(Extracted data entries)
____________________
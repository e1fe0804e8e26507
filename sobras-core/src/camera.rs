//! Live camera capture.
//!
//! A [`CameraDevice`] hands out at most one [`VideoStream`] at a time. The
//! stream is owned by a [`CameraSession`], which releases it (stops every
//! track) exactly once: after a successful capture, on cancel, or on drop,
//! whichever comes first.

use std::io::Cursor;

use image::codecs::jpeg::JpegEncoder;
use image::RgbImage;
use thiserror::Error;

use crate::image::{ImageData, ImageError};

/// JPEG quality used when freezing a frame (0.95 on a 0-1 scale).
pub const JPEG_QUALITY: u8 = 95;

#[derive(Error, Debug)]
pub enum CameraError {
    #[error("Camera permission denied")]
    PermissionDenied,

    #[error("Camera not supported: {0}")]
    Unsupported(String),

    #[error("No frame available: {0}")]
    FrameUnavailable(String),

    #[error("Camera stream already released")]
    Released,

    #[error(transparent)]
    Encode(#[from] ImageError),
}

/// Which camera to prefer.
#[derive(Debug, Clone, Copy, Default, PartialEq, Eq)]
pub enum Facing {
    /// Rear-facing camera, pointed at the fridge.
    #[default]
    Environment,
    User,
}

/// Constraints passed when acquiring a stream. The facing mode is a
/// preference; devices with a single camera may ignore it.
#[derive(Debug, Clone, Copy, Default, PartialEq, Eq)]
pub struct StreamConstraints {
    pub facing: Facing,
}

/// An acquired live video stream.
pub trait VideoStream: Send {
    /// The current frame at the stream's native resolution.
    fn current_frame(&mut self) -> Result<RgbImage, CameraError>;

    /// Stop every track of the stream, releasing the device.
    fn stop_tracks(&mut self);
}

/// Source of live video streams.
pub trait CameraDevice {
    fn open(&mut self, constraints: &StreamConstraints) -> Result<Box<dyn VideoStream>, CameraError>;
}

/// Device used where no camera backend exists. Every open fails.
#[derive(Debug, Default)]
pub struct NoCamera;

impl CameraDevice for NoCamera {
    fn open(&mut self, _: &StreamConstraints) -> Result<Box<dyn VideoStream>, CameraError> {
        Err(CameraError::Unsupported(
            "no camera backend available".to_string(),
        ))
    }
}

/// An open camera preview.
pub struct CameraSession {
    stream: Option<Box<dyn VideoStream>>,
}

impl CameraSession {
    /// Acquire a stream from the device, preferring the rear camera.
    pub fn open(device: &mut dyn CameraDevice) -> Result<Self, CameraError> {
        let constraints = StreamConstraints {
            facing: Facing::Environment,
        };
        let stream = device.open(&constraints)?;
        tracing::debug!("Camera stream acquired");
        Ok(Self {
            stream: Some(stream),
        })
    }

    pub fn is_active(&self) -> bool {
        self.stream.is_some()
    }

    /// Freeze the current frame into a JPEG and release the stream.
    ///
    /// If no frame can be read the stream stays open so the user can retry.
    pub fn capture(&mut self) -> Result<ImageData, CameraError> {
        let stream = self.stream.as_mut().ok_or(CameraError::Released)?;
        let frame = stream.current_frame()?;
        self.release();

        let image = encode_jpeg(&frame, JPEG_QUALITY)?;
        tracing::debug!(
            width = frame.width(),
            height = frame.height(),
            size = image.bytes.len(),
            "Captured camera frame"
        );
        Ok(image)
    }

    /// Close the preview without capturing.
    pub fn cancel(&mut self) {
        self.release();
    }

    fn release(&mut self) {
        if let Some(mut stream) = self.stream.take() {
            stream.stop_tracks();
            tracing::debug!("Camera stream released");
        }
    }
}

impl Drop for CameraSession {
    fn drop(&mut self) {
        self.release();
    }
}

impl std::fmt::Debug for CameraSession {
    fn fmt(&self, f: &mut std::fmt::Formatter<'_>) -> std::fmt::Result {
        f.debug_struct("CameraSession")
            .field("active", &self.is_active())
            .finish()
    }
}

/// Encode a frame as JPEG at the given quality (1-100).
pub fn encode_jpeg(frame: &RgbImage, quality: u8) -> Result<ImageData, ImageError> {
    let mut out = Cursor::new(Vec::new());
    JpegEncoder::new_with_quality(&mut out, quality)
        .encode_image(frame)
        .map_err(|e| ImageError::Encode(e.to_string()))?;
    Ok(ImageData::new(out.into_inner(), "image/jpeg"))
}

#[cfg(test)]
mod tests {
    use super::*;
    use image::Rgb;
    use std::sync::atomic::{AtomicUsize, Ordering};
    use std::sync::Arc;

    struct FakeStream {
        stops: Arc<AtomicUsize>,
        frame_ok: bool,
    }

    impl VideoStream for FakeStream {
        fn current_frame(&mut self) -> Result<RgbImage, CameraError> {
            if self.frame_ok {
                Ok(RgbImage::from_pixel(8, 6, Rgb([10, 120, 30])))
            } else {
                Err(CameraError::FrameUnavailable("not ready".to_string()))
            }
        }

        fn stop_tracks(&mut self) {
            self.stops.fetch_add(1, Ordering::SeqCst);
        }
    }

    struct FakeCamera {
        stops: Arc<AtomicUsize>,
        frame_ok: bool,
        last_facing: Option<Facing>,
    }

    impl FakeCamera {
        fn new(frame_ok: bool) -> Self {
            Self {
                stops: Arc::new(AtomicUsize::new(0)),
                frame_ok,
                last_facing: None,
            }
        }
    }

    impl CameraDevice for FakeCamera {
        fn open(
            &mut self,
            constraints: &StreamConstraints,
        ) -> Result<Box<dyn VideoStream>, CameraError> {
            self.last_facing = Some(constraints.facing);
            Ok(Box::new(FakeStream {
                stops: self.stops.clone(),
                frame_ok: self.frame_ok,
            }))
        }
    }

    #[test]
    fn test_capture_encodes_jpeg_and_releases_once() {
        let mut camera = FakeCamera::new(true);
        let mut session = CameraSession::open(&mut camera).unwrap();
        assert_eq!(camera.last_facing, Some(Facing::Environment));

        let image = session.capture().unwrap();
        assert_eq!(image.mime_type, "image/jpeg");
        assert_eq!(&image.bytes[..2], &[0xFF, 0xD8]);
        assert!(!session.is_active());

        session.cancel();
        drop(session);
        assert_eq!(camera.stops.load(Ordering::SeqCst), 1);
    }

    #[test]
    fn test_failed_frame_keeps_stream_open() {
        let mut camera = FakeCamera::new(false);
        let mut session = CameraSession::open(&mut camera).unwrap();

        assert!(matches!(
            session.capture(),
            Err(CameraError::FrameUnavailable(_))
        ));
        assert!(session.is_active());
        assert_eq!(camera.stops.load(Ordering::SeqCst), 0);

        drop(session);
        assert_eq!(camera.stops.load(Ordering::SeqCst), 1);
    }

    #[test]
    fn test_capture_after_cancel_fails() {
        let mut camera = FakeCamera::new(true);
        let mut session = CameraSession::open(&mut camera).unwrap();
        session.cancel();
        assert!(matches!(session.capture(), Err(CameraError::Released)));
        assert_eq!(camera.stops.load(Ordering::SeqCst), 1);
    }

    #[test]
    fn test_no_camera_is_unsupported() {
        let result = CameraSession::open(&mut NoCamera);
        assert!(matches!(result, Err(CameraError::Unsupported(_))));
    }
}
____________________
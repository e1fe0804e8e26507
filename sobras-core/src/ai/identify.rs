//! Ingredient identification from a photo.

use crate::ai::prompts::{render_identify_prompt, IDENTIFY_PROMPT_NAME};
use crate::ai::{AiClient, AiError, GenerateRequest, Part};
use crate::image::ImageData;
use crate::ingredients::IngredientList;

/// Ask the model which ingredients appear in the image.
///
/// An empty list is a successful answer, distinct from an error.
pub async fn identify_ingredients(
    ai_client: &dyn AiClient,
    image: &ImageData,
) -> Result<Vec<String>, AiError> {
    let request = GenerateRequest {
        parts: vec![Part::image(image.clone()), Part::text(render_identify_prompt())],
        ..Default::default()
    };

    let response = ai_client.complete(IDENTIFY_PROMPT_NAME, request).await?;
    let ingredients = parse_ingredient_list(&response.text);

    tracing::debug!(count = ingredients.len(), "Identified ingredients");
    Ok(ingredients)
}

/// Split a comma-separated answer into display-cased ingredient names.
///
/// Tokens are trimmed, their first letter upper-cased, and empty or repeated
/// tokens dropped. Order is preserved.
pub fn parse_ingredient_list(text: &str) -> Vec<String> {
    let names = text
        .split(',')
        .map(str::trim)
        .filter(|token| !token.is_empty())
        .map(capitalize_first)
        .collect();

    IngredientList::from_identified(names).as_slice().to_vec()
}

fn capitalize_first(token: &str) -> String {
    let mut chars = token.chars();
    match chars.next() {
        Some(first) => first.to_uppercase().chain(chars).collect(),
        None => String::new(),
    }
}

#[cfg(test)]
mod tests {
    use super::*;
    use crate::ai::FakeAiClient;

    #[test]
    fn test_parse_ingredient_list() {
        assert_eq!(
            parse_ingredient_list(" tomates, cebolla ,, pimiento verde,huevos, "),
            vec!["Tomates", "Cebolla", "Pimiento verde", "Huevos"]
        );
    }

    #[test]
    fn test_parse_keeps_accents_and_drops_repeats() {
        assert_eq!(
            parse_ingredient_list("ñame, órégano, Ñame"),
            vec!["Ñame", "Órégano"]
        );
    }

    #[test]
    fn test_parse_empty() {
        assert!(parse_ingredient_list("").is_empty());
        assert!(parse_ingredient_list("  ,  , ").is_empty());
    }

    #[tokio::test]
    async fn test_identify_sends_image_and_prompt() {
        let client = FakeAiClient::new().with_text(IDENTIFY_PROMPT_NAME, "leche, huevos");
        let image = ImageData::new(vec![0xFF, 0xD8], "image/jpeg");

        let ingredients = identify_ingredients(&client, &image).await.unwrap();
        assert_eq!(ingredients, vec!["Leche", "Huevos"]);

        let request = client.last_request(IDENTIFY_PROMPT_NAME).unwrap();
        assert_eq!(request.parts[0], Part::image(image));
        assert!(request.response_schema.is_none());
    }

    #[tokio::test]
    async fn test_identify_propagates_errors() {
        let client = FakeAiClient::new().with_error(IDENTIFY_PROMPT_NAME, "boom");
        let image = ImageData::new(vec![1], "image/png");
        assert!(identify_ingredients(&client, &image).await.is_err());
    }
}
____________________
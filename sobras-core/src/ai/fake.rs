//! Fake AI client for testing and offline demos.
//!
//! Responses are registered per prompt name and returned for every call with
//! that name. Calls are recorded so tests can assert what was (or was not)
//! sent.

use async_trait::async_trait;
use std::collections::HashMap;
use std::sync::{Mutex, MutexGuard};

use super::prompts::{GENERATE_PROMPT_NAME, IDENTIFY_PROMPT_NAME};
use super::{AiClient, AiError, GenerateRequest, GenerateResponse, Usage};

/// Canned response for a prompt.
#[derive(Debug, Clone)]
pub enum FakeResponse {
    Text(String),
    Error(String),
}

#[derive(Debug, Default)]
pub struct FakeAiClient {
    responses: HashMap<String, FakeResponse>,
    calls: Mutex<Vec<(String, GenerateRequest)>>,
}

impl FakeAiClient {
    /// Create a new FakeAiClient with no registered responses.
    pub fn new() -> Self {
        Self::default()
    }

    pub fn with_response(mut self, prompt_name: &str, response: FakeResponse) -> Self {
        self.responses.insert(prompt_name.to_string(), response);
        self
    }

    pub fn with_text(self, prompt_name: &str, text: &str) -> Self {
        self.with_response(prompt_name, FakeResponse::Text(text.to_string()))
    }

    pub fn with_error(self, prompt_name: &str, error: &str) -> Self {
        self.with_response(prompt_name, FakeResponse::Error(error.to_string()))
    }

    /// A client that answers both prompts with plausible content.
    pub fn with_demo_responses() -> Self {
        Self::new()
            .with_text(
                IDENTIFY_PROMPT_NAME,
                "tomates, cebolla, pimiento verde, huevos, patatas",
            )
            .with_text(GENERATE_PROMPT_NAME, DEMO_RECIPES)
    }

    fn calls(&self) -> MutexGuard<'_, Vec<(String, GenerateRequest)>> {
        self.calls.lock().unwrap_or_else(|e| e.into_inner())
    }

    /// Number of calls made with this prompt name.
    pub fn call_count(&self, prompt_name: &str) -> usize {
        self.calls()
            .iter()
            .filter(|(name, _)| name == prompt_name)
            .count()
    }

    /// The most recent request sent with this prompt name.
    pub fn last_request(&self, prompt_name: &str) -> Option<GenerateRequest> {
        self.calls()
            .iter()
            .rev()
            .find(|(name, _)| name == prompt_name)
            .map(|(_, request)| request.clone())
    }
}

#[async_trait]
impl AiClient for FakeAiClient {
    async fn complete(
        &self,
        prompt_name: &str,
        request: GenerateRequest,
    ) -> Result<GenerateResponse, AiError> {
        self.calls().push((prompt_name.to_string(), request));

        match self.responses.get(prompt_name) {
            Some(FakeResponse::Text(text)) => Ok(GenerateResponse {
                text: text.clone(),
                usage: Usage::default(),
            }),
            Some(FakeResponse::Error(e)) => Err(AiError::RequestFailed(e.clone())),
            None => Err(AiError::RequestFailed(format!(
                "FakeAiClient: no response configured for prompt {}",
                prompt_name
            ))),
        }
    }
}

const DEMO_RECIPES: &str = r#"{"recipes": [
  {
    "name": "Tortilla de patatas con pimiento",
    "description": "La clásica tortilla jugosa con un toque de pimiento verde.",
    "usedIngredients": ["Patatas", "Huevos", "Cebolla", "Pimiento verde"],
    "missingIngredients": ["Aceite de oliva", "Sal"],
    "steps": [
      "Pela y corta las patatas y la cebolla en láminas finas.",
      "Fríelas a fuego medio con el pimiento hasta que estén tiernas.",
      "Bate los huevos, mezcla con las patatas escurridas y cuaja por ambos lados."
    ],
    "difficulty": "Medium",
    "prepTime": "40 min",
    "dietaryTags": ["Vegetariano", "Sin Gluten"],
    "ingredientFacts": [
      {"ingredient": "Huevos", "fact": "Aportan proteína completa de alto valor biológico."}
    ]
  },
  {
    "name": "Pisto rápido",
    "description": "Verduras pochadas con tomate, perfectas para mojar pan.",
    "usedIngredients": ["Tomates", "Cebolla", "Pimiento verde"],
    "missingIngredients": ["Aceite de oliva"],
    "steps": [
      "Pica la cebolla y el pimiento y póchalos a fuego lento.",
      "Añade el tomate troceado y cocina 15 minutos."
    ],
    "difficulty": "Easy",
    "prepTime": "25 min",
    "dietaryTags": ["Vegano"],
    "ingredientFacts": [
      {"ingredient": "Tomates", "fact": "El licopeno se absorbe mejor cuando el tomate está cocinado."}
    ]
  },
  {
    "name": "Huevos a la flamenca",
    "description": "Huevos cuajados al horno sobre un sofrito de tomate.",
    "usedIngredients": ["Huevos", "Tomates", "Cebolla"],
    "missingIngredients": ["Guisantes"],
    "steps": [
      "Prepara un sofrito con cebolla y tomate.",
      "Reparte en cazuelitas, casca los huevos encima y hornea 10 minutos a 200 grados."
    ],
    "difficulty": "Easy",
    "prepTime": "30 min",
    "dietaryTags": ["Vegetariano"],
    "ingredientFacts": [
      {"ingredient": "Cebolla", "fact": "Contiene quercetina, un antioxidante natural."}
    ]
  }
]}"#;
____________________
Among the records above, extract exactly the lines from the line with "release the stream." to the line with "preview without capturing.", both lines included, and leave out the rest.

_WRITTEN RESPONSE:_
    /// Freeze the current frame into a JPEG and release the stream.
    ///
    /// If no frame can be read the stream stays open so the user can retry.
    pub fn capture(&mut self) -> Result<ImageData, CameraError> {
        let stream = self.stream.as_mut().ok_or(CameraError::Released)?;
        let frame = stream.current_frame()?;
        self.release();

        let image = encode_jpeg(&frame, JPEG_QUALITY)?;
        tracing::debug!(
            width = frame.width(),
            height = frame.height(),
            size = image.bytes.len(),
            "Captured camera frame"
        );
        Ok(image)
    }

    /// Close the preview without capturing.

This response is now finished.